Tight-lipped about his magnum opus, director Chimbu Deven says he wants to let his work do the talking
Chimbu deven loves comedy. “Having worked as a cartoonist in Ananda Vikatan, it is natural that I have an inclination for it,” he says. A fact echoed in his filmography—four out of his five films fall under that genre. His latest, Puli, is probably the only exception. But then again, if it is an out-and-out Vijay “rasikar” film, as he claims, a generous helping of laughs is to be expected, too. The director is also rather captivated by quirky movie titles. It ranges from the obscure Imsai Arasan 23m Pulikesi (2006), Arai En 305-il Kadavul (2008), Irumbukkottai Murattu Singam (2010,Oru Kanniyum Moonu Kalavaniyum (2014) and now to the ubiquitous Puli. Oh yes, he loves fantasy as well. They form the backdrop of all his films. Deven takes us through the journey of Puli.
He starts with an apology. “I have certain restrictions to talk.” But of course! Puli, he tells me, was a script that was written with specific actors in mind—be it Vijay, Sridevi or Kicha Sudeep—because they fit that role. It seems Vijay said “everyone will love the script,” and once he gave the nod, it was easier to rope in producers and the other actors. The director says that Sridevi, who was tired of the scripts she was reading post English Vinglish, immediately agreed to be a part of it, as did Kannada superstar Sudeep. “Though he was initially hesitant to play a villain, he was keen once he heard the story,” says Deven, who earlier worked as an assistant director to filmmaker Cheran (Vetri Kodi Kattu).
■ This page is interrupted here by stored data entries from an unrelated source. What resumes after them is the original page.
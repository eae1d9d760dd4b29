//! folio CLI - Command-line interface library
//!
//! This library provides the CLI functionality for folio:
//! - Build: assemble a report or synopsis from project data into DOCX
//! - Check: verify the Ollama server and model
//!
//! # Library Usage
//!
//! ```ignore
//! use folio_cli::{build_command, BuildOptions};
//! use folio_core::DocType;
//!
//! let options = BuildOptions {
//!     project: Some("project_data.yaml".into()),
//!     offline: true,
//!     ..BuildOptions::default()
//! };
//! let output = build_command(DocType::Report, &options)?;
//! println!("{}", output.path.display());
//! ```
//!
//! # Binary Usage
//!
//! ```bash
//! # Build a report with generated text
//! folio build report --project project_data.yaml
//!
//! # Build a synopsis without a text generator
//! folio build synopsis --offline --format json
//!
//! # Check the Ollama connection
//! folio check --model gemma3
//! ```

pub mod app;
pub mod builder;

pub use app::{
    build_command, check_command, print_build_summary, resolve_settings, run_cli, BuildOptions,
    DocTypeArg, GeneratorArgs, OutputFormat,
};
pub use builder::{BuildOutput, ReportBuilder};
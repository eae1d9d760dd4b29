//! Runtime settings
//!
//! Read from `folio.toml`. Every section is optional; command-line flags are
//! applied on top by the caller.

use std::path::{Path, PathBuf};

use serde::{Deserialize, Serialize};

use crate::error::{ConfigError, Result};

/// Default settings file name, looked up in the working directory
pub const SETTINGS_FILE: &str = "folio.toml";

/// Top-level settings structure
#[derive(Debug, Clone, PartialEq, Default, Serialize, Deserialize)]
#[serde(default)]
pub struct Settings {
    /// Text generation service
    pub generator: GeneratorSettings,
    /// Input and output locations
    pub paths: PathSettings,
}

impl Settings {
    /// Parse settings from a TOML string
    pub fn from_toml_str(toml_str: &str) -> Result<Self> {
        Ok(toml::from_str(toml_str)?)
    }

    /// Load settings from a file
    pub fn load(path: &Path) -> Result<Self> {
        let content = std::fs::read_to_string(path).map_err(|source| ConfigError::Io {
            path: path.to_path_buf(),
            source,
        })?;
        let settings = Self::from_toml_str(&content)?;
        settings.validate()?;
        tracing::debug!(path = %path.display(), "loaded settings");
        Ok(settings)
    }

    /// Load `path` if given, else `folio.toml` in `dir` if it exists, else defaults
    pub fn discover(path: Option<&Path>, dir: &Path) -> Result<Self> {
        match path {
            Some(path) => Self::load(path),
            None => {
                let candidate = dir.join(SETTINGS_FILE);
                if candidate.is_file() {
                    Self::load(&candidate)
                } else {
                    tracing::debug!("no settings file, using defaults");
                    Ok(Self::default())
                }
            }
        }
    }

    fn validate(&self) -> Result<()> {
        if self.generator.url.trim().is_empty() {
            return Err(ConfigError::InvalidValue {
                key: "generator.url".to_string(),
                message: "must not be empty".to_string(),
            });
        }
        if !(0.0..=2.0).contains(&self.generator.temperature) {
            return Err(ConfigError::InvalidValue {
                key: "generator.temperature".to_string(),
                message: format!("{} is outside 0.0..=2.0", self.generator.temperature),
            });
        }
        Ok(())
    }
}

/// Text generation service settings
#[derive(Debug, Clone, PartialEq, Serialize, Deserialize)]
#[serde(default)]
pub struct GeneratorSettings {
    /// Base URL of the Ollama server
    pub url: String,
    /// Model name, with or without a tag
    pub model: String,
    /// Request timeout for one generation
    pub timeout_secs: u64,
    pub temperature: f32,
    /// When false every section gets placeholder text
    pub enabled: bool,
}

impl Default for GeneratorSettings {
    fn default() -> Self {
        Self {
            url: "http://localhost:11434".to_string(),
            model: "gemma3:latest".to_string(),
            timeout_secs: 120,
            temperature: 0.7,
            enabled: true,
        }
    }
}

/// File locations
#[derive(Debug, Clone, PartialEq, Serialize, Deserialize)]
#[serde(default)]
pub struct PathSettings {
    /// Directory the finished documents are written to
    pub output_dir: PathBuf,
    /// Project data file
    pub project_data: PathBuf,
    /// Guideline rules replacing the built-in ones
    pub guidelines: Option<PathBuf>,
}

impl Default for PathSettings {
    fn default() -> Self {
        Self {
            output_dir: PathBuf::from("output"),
            project_data: PathBuf::from("project_data.yaml"),
            guidelines: None,
        }
    }
}
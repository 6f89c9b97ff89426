//! Active push subscriptions.

use std::collections::HashMap;
use std::fmt;
use std::sync::{Arc, Mutex, MutexGuard, PoisonError};

use serde_json::Value;
use tracing::{debug, warn};

use super::protocol::{Response, Tag};

/// Callback receiving the `success` payload of every matching push.
///
/// Invoked synchronously on the connection task; keep it short.
pub type PushListener = Arc<dyn Fn(Value) + Send + Sync>;

/// One registered subscription.
#[derive(Debug, Clone, PartialEq, Eq)]
pub struct Subscription {
    pub tag: Tag,
    pub source: String,
    pub show_previous: bool,
    pub active: bool,
    /// Connection epoch the subscription was last sent on.
    pub epoch: u64,
}

/// Subscriptions by tag, forwarding pushes to a single listener.
pub struct SubscriptionRegistry {
    active: Mutex<HashMap<Tag, Subscription>>,
    listener: PushListener,
}

impl fmt::Debug for SubscriptionRegistry {
    fn fmt(&self, f: &mut fmt::Formatter<'_>) -> fmt::Result {
        f.debug_struct("SubscriptionRegistry")
            .field("active", &self.lock_active().len())
            .finish_non_exhaustive()
    }
}

impl SubscriptionRegistry {
    pub fn new(listener: PushListener) -> Self {
        Self {
            active: Mutex::new(HashMap::new()),
            listener,
        }
    }

    fn lock_active(&self) -> MutexGuard<'_, HashMap<Tag, Subscription>> {
        self.active.lock().unwrap_or_else(PoisonError::into_inner)
    }

    /// Mark a subscription active as of `epoch`.
    pub fn activate(&self, tag: Tag, source: &str, show_previous: bool, epoch: u64) {
        let subscription = Subscription {
            tag: tag.clone(),
            source: source.to_string(),
            show_previous,
            active: true,
            epoch,
        };
        self.lock_active().insert(tag, subscription);
    }

    /// Forward a push to the listener if its tag is active.
    ///
    /// Returns whether the listener was invoked.
    pub fn deliver(&self, push: Response) -> bool {
        let known = self
            .lock_active()
            .get(&push.tag)
            .is_some_and(|subscription| subscription.active);

        if !known {
            debug!(tag = %push.tag, source = %push.source, "Dropping push for unknown tag");
            return false;
        }

        if !push.is_success() {
            warn!(
                tag = %push.tag,
                source = %push.source,
                error = ?push.error,
                "Subscription push reported an error"
            );
            return false;
        }

        // Lock is released before the listener runs so it may subscribe again
        (self.listener)(push.success.unwrap_or(Value::Null));
        true
    }

    /// Subscriptions last sent on an epoch older than `epoch`, stamped as
    /// sent on `epoch`.
    pub fn reissue_for(&self, epoch: u64) -> Vec<Subscription> {
        let mut active = self.lock_active();
        let stale: Vec<Subscription> = active
            .values_mut()
            .filter(|subscription| subscription.active && subscription.epoch < epoch)
            .map(|subscription| {
                subscription.epoch = epoch;
                subscription.clone()
            })
            .collect();
        stale
    }

    pub fn is_active(&self, tag: &Tag) -> bool {
        self.lock_active()
            .get(tag)
            .is_some_and(|subscription| subscription.active)
    }

    /// Snapshot of every subscription, ordered by source then tag.
    pub fn snapshot(&self) -> Vec<Subscription> {
        let mut subscriptions: Vec<Subscription> = self.lock_active().values().cloned().collect();
        subscriptions.sort_by(|a, b| {
            a.source
                .cmp(&b.source)
                .then_with(|| a.tag.as_str().cmp(b.tag.as_str()))
        });
        subscriptions
    }
}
Getting a strong technical team was equally crucial, he admits. But, luckily for him, that too came together easily. With Natarajan Subramaniyan aka Natty (cinematographer), Sreekar Prasad (editor) T Muthuraj (production designer) and Kamal Kannan (graphics), he had a solid tech team.
He cannot stop raving about his Puli hero. “Vijay sir is a perfectionist. He comes on time and insists on perfecting every minute detail. I learned a lot by watching him,” he says. When I try to prod him about the story, he smiles, “Don’t ask me about it. I am not telling you.” Visibly excited about the blend of graphics and art direction, he says, “That was most important and it has come out nicely.” As for the film’s music, he says music director Devi Sree Prasad, is an “energy ball” who gave him “single tunes” for the songs. Quiz him about a recent favourite film and he pauses before settling for Robo Cop and adds that he is a huge fan of Alfred Hichcock. “The trailer of Puli will release today. You watch it and tell me how it is,” he signs off.